- [Problem statement]
Could you find every line in the records below that contains the word "None" and copy it?

- [Input records]

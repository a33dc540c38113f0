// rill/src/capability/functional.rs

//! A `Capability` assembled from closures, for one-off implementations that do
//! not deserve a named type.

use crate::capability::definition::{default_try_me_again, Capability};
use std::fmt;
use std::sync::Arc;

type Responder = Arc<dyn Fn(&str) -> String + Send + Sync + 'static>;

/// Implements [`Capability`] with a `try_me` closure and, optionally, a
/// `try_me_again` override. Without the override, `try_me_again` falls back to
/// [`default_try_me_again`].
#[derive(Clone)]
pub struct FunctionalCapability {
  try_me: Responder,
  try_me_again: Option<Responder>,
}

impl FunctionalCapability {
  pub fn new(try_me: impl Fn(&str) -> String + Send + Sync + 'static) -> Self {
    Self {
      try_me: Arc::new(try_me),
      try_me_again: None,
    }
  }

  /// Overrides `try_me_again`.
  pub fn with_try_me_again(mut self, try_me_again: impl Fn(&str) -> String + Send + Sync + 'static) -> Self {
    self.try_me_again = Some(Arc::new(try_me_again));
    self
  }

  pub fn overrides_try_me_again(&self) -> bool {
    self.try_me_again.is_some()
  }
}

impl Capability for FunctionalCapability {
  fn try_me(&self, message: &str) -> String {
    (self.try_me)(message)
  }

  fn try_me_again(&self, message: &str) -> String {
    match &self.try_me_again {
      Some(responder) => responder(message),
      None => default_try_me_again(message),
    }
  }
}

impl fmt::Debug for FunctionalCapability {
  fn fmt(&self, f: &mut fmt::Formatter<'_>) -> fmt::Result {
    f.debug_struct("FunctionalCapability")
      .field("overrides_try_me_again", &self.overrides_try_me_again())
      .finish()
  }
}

- [Response to this exercise]
      try_me_again: None,
      None => default_try_me_again(message),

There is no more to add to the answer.